Start of Available data

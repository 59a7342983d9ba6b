//! The Slack log handler: configuration resolution and per-record delivery

mod mentions;
mod policy;

pub use mentions::resolve_mentions;
pub use policy::FailurePolicy;

use crate::config::HandlerConfig;
use crate::error::Result;
use crate::logging::Timer;
use crate::record::LogRecord;
use crate::severity::color_for;
use crate::slack::{Attachment, ChatApi, OutboundMessage, SlackClient, UserId};

/// Forwards log records to a Slack channel.
///
/// Configuration is resolved once at construction, including the lookup of
/// mention users, and never changes afterwards. A handler only exists if
/// every configured mention user was found.
pub struct SlackLogHandler<C = SlackClient> {
    client: C,
    config: HandlerConfig,
    ping_users: Vec<UserId>,
    policy: FailurePolicy,
}

impl SlackLogHandler<SlackClient> {
    /// Build a handler talking to the Slack Web API with the configured token
    pub async fn connect(config: impl Into<HandlerConfig>) -> Result<Self> {
        let config = config.into();
        let client = SlackClient::new(&config.api_token)?;
        Self::new(client, config).await
    }
}

impl<C: ChatApi> SlackLogHandler<C> {
    pub async fn new(client: C, config: impl Into<HandlerConfig>) -> Result<Self> {
        let config = config.into();
        let ping_users = resolve_mentions(&client, &config.ping_users).await?;
        let policy = FailurePolicy::from_fail_silent(config.fail_silent);

        tracing::info!(
            channel = %config.channel,
            ping_users = ping_users.len(),
            ping_level = %config.ping_level,
            stack_trace = config.stack_trace,
            fail_silent = config.fail_silent,
            "Slack log handler ready"
        );

        Ok(Self {
            client,
            config,
            ping_users,
            policy,
        })
    }

    pub fn config(&self) -> &HandlerConfig {
        &self.config
    }

    /// Directory ids of the users mentioned on qualifying records, in configured order
    pub fn ping_users(&self) -> &[UserId] {
        &self.ping_users
    }

    /// Build the message for a record without sending it
    pub fn compose(&self, record: &LogRecord) -> OutboundMessage {
        let message = record.get_message();

        let mut text = String::with_capacity(message.len());
        if !self.ping_users.is_empty() && record.level >= self.config.ping_level {
            for user in &self.ping_users {
                text.push_str(&user.mention());
                text.push(' ');
            }
        }
        text.push_str(message);

        let attachments = if self.config.stack_trace {
            vec![Self::build_trace(record)]
        } else {
            Vec::new()
        };

        OutboundMessage {
            text,
            channel: self.config.channel.clone(),
            username: self.config.username.clone(),
            icon_url: self.config.icon_url.clone(),
            icon_emoji: self.config.icon_emoji.clone(),
            attachments,
        }
    }

    fn build_trace(record: &LogRecord) -> Attachment {
        Attachment {
            fallback: record.get_message().to_string(),
            color: color_for(record.level).to_string(),
            text: record.exception.as_ref().map(|e| e.format_trace()),
        }
    }

    /// Post one record. Exactly one send attempt is made; a failure is
    /// dropped or returned according to the handler's [`FailurePolicy`].
    pub async fn emit(&self, record: &LogRecord) -> Result<()> {
        let message = self.compose(record);
        tracing::debug!(
            channel = %message.channel,
            level = %record.level,
            attachments = message.attachments.len(),
            "Posting log record to Slack"
        );

        let result = {
            let _timer = Timer::new("slack_post_message");
            self.client.post_message(&message).await
        };

        self.policy.apply(result)
    }
}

End of Available data

-- Task requirements --
Could the data above be returned exactly as it stands?

-- Written solution --
repository 59a7342983d9ba6b
//! The Slack log handler: configuration resolution and per-record delivery

mod mentions;
mod policy;

pub use mentions::resolve_mentions;
pub use policy::FailurePolicy;

use crate::config::HandlerConfig;
use crate::error::Result;
use crate::logging::Timer;
use crate::record::LogRecord;
use crate::severity::color_for;
use crate::slack::{Attachment, ChatApi, OutboundMessage, SlackClient, UserId};

/// Forwards log records to a Slack channel.
///
/// Configuration is resolved once at construction, including the lookup of
/// mention users, and never changes afterwards. A handler only exists if
/// every configured mention user was found.
pub struct SlackLogHandler<C = SlackClient> {
    client: C,
    config: HandlerConfig,
    ping_users: Vec<UserId>,
    policy: FailurePolicy,
}

impl SlackLogHandler<SlackClient> {
    /// Build a handler talking to the Slack Web API with the configured token
    pub async fn connect(config: impl Into<HandlerConfig>) -> Result<Self> {
        let config = config.into();
        let client = SlackClient::new(&config.api_token)?;
        Self::new(client, config).await
    }
}

impl<C: ChatApi> SlackLogHandler<C> {
    pub async fn new(client: C, config: impl Into<HandlerConfig>) -> Result<Self> {
        let config = config.into();
        let ping_users = resolve_mentions(&client, &config.ping_users).await?;
        let policy = FailurePolicy::from_fail_silent(config.fail_silent);

        tracing::info!(
            channel = %config.channel,
            ping_users = ping_users.len(),
            ping_level = %config.ping_level,
            stack_trace = config.stack_trace,
            fail_silent = config.fail_silent,
            "Slack log handler ready"
        );

        Ok(Self {
            client,
            config,
            ping_users,
            policy,
        })
    }

    pub fn config(&self) -> &HandlerConfig {
        &self.config
    }

    /// Directory ids of the users mentioned on qualifying records, in configured order
    pub fn ping_users(&self) -> &[UserId] {
        &self.ping_users
    }

    /// Build the message for a record without sending it
    pub fn compose(&self, record: &LogRecord) -> OutboundMessage {
        let message = record.get_message();

        let mut text = String::with_capacity(message.len());
        if !self.ping_users.is_empty() && record.level >= self.config.ping_level {
            for user in &self.ping_users {
                text.push_str(&user.mention());
                text.push(' ');
            }
        }
        text.push_str(message);

        let attachments = if self.config.stack_trace {
            vec![Self::build_trace(record)]
        } else {
            Vec::new()
        };

        OutboundMessage {
            text,
            channel: self.config.channel.clone(),
            username: self.config.username.clone(),
            icon_url: self.config.icon_url.clone(),
            icon_emoji: self.config.icon_emoji.clone(),
            attachments,
        }
    }

    fn build_trace(record: &LogRecord) -> Attachment {
        Attachment {
            fallback: record.get_message().to_string(),
            color: color_for(record.level).to_string(),
            text: record.exception.as_ref().map(|e| e.format_trace()),
        }
    }

    /// Post one record. Exactly one send attempt is made; a failure is
    /// dropped or returned according to the handler's [`FailurePolicy`].
    pub async fn emit(&self, record: &LogRecord) -> Result<()> {
        let message = self.compose(record);
        tracing::debug!(
            channel = %message.channel,
            level = %record.level,
            attachments = message.attachments.len(),
            "Posting log record to Slack"
        );

        let result = {
            let _timer = Timer::new("slack_post_message");
            self.client.post_message(&message).await
        };

        self.policy.apply(result)
    }
}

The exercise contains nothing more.